---------- Provided records ----------
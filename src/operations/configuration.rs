use super::{await_gateway, write, Dashboard, OperationError, Settled};
use crate::domain::{Configuration, FieldValue};
use crate::state::ConfigurationAction;
use tokio_util::sync::CancellationToken;

impl Dashboard {
    pub async fn fetch_configurations(
        &self,
        cancel: &CancellationToken,
    ) -> Result<Vec<Configuration>, OperationError> {
        self.dispatch_configuration(ConfigurationAction::FetchStarted);
        let call = self.gateway().list_configurations();
        match await_gateway(
            "fetch_configurations",
            "Failed to fetch configurations",
            cancel,
            call,
        )
        .await
        {
            Settled::Fulfilled(configurations) => {
                self.dispatch_configuration(ConfigurationAction::FetchSucceeded(
                    configurations.clone(),
                ));
                Ok(configurations)
            }
            Settled::Rejected(reason) => {
                self.dispatch_configuration(ConfigurationAction::FetchFailed(reason.clone()));
                Err(OperationError::Rejected(reason))
            }
            Settled::Cancelled => {
                write(&self.inner.configuration).status.abandoned();
                Err(OperationError::Cancelled)
            }
        }
    }

    /// Write a setting. The container only changes once the gateway accepted
    /// the value.
    pub async fn update_configuration(
        &self,
        id: &str,
        value: FieldValue,
        cancel: &CancellationToken,
    ) -> Result<Configuration, OperationError> {
        let call = self.gateway().update_configuration(id, value.clone());
        match await_gateway(
            "update_configuration",
            "Failed to update configuration",
            cancel,
            call,
        )
        .await
        {
            Settled::Fulfilled(configuration) => {
                self.dispatch_configuration(ConfigurationAction::ValueUpdated {
                    id: configuration.id.clone(),
                    value,
                });
                Ok(configuration)
            }
            Settled::Rejected(reason) => {
                self.dispatch_configuration(ConfigurationAction::UpdateFailed(reason.clone()));
                Err(OperationError::Rejected(reason))
            }
            Settled::Cancelled => Err(OperationError::Cancelled),
        }
    }

    pub async fn reset_configuration(
        &self,
        id: &str,
        cancel: &CancellationToken,
    ) -> Result<Configuration, OperationError> {
        let call = self.gateway().reset_configuration(id);
        match await_gateway(
            "reset_configuration",
            "Failed to reset configuration",
            cancel,
            call,
        )
        .await
        {
            Settled::Fulfilled(configuration) => {
                self.dispatch_configuration(ConfigurationAction::Reset(
                    configuration.id.clone(),
                ));
                Ok(configuration)
            }
            Settled::Rejected(reason) => {
                self.dispatch_configuration(ConfigurationAction::UpdateFailed(reason.clone()));
                Err(OperationError::Rejected(reason))
            }
            Settled::Cancelled => Err(OperationError::Cancelled),
        }
    }
}
use super::{await_gateway, write, Dashboard, OperationError, Settled};
use crate::domain::Prediction;
use crate::state::PredictionsAction;
use tokio_util::sync::CancellationToken;

impl Dashboard {
    /// Regenerate every service forecast.
    pub async fn fetch_predictions(
        &self,
        cancel: &CancellationToken,
    ) -> Result<Vec<Prediction>, OperationError> {
        self.dispatch_predictions(PredictionsAction::FetchStarted);
        let call = self.gateway().predictions();
        match await_gateway("fetch_predictions", "Failed to fetch predictions", cancel, call).await {
            Settled::Fulfilled(predictions) => {
                self.dispatch_predictions(PredictionsAction::FetchSucceeded(predictions.clone()));
                Ok(predictions)
            }
            Settled::Rejected(reason) => {
                self.dispatch_predictions(PredictionsAction::FetchFailed(reason.clone()));
                Err(OperationError::Rejected(reason))
            }
            Settled::Cancelled => {
                write(&self.inner.predictions).status.abandoned();
                Err(OperationError::Cancelled)
            }
        }
    }

    /// Focus one service's forecast. Returns false when no forecast for
    /// `service_id` has been loaded.
    pub fn select_prediction(&self, service_id: &str) -> bool {
        self.dispatch_predictions(PredictionsAction::Selected(Some(service_id.to_string())))
            .is_applied()
    }
}
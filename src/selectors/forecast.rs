//! Generated series: the health forecast and the overview chart histories.
//!
//! Every generator takes its randomness as a `jitter` closure yielding values
//! in `[0, 1)`, so callers decide between real noise and a fixed value.

use crate::domain::{ForecastPoint, MetricData, RiskLevel, Trend};
use chrono::{DateTime, Duration, Utc};

/// Hourly health forecast for the `hours` after `start`, `hours + 1` points
/// including `start` itself.
///
/// Health is a random walk from `base` whose step depends on the trend.
/// Declining and critical steps are never positive and grow with the hour.
/// Every point is clamped to 0-100 and rounded to two decimals.
///
/// ```
/// use watchtower::domain::Trend;
/// use watchtower::selectors::health_forecast;
///
/// let forecast = health_forecast(45.0, Trend::Critical, 24, chrono::Utc::now(), || 0.5);
/// assert_eq!(forecast.len(), 25);
/// assert_eq!(forecast.last().unwrap().health, 0.0);
/// ```
pub fn health_forecast(
    base: f64,
    trend: Trend,
    hours: u32,
    start: DateTime<Utc>,
    mut jitter: impl FnMut() -> f64,
) -> Vec<ForecastPoint> {
    let mut health = base.clamp(0.0, 100.0);
    (0..=hours)
        .map(|i| {
            let hour = i as f64;
            let step = match trend {
                Trend::Stable => (jitter() - 0.5) * 5.0,
                Trend::Declining => -(jitter() * 3.0 + hour * 0.5),
                Trend::Critical => -(jitter() * 8.0 + hour * 1.2),
                Trend::Fluctuating => (jitter() - 0.5) * 10.0,
            };
            health = (health + step).clamp(0.0, 100.0);
            ForecastPoint {
                time: start + Duration::hours(i as i64),
                health: round2(health),
                confidence: 70.0 + jitter() * 30.0,
            }
        })
        .collect()
}

/// Risk label shown next to a forecast.
pub fn classify_risk(trend: Trend, current_health: f64) -> RiskLevel {
    match trend {
        Trend::Critical => RiskLevel::High,
        _ if current_health < 50.0 => RiskLevel::High,
        Trend::Declining | Trend::Fluctuating => RiskLevel::Medium,
        Trend::Stable if current_health < 80.0 => RiskLevel::Medium,
        Trend::Stable => RiskLevel::Low,
    }
}

/// Hourly response times for the 24 hours ending at `end`, scattered ±25ms
/// around `average` and never negative.
pub fn response_time_history(
    average: f64,
    end: DateTime<Utc>,
    mut jitter: impl FnMut() -> f64,
) -> Vec<MetricData> {
    (0..24i64)
        .rev()
        .map(|hours_back| MetricData {
            timestamp: end - Duration::hours(hours_back),
            value: (average + (jitter() - 0.5) * 50.0).max(0.0),
            label: "Response Time".to_string(),
        })
        .collect()
}

/// Daily uptime for the 7 days ending at `end`. Past days fall in 95-100%;
/// today is `current`.
pub fn uptime_history(
    current: f64,
    end: DateTime<Utc>,
    mut jitter: impl FnMut() -> f64,
) -> Vec<MetricData> {
    (0..7i64)
        .rev()
        .map(|days_back| MetricData {
            timestamp: end - Duration::days(days_back),
            value: if days_back == 0 {
                current
            } else {
                95.0 + jitter() * 5.0
            },
            label: "Uptime".to_string(),
        })
        .collect()
}

fn round2(value: f64) -> f64 {
    (value * 100.0).round() / 100.0
}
----------
▸ **Task requirements**
Could you set down, word for word, only the lines above from the line with "a fixed value." to the line with "on the trend.", including both?

▸ **Answer box**
//! in `[0, 1)`, so callers decide between real noise and a fixed value.

use crate::domain::{ForecastPoint, MetricData, RiskLevel, Trend};
use chrono::{DateTime, Duration, Utc};

/// Hourly health forecast for the `hours` after `start`, `hours + 1` points
/// including `start` itself.
///
/// Health is a random walk from `base` whose step depends on the trend.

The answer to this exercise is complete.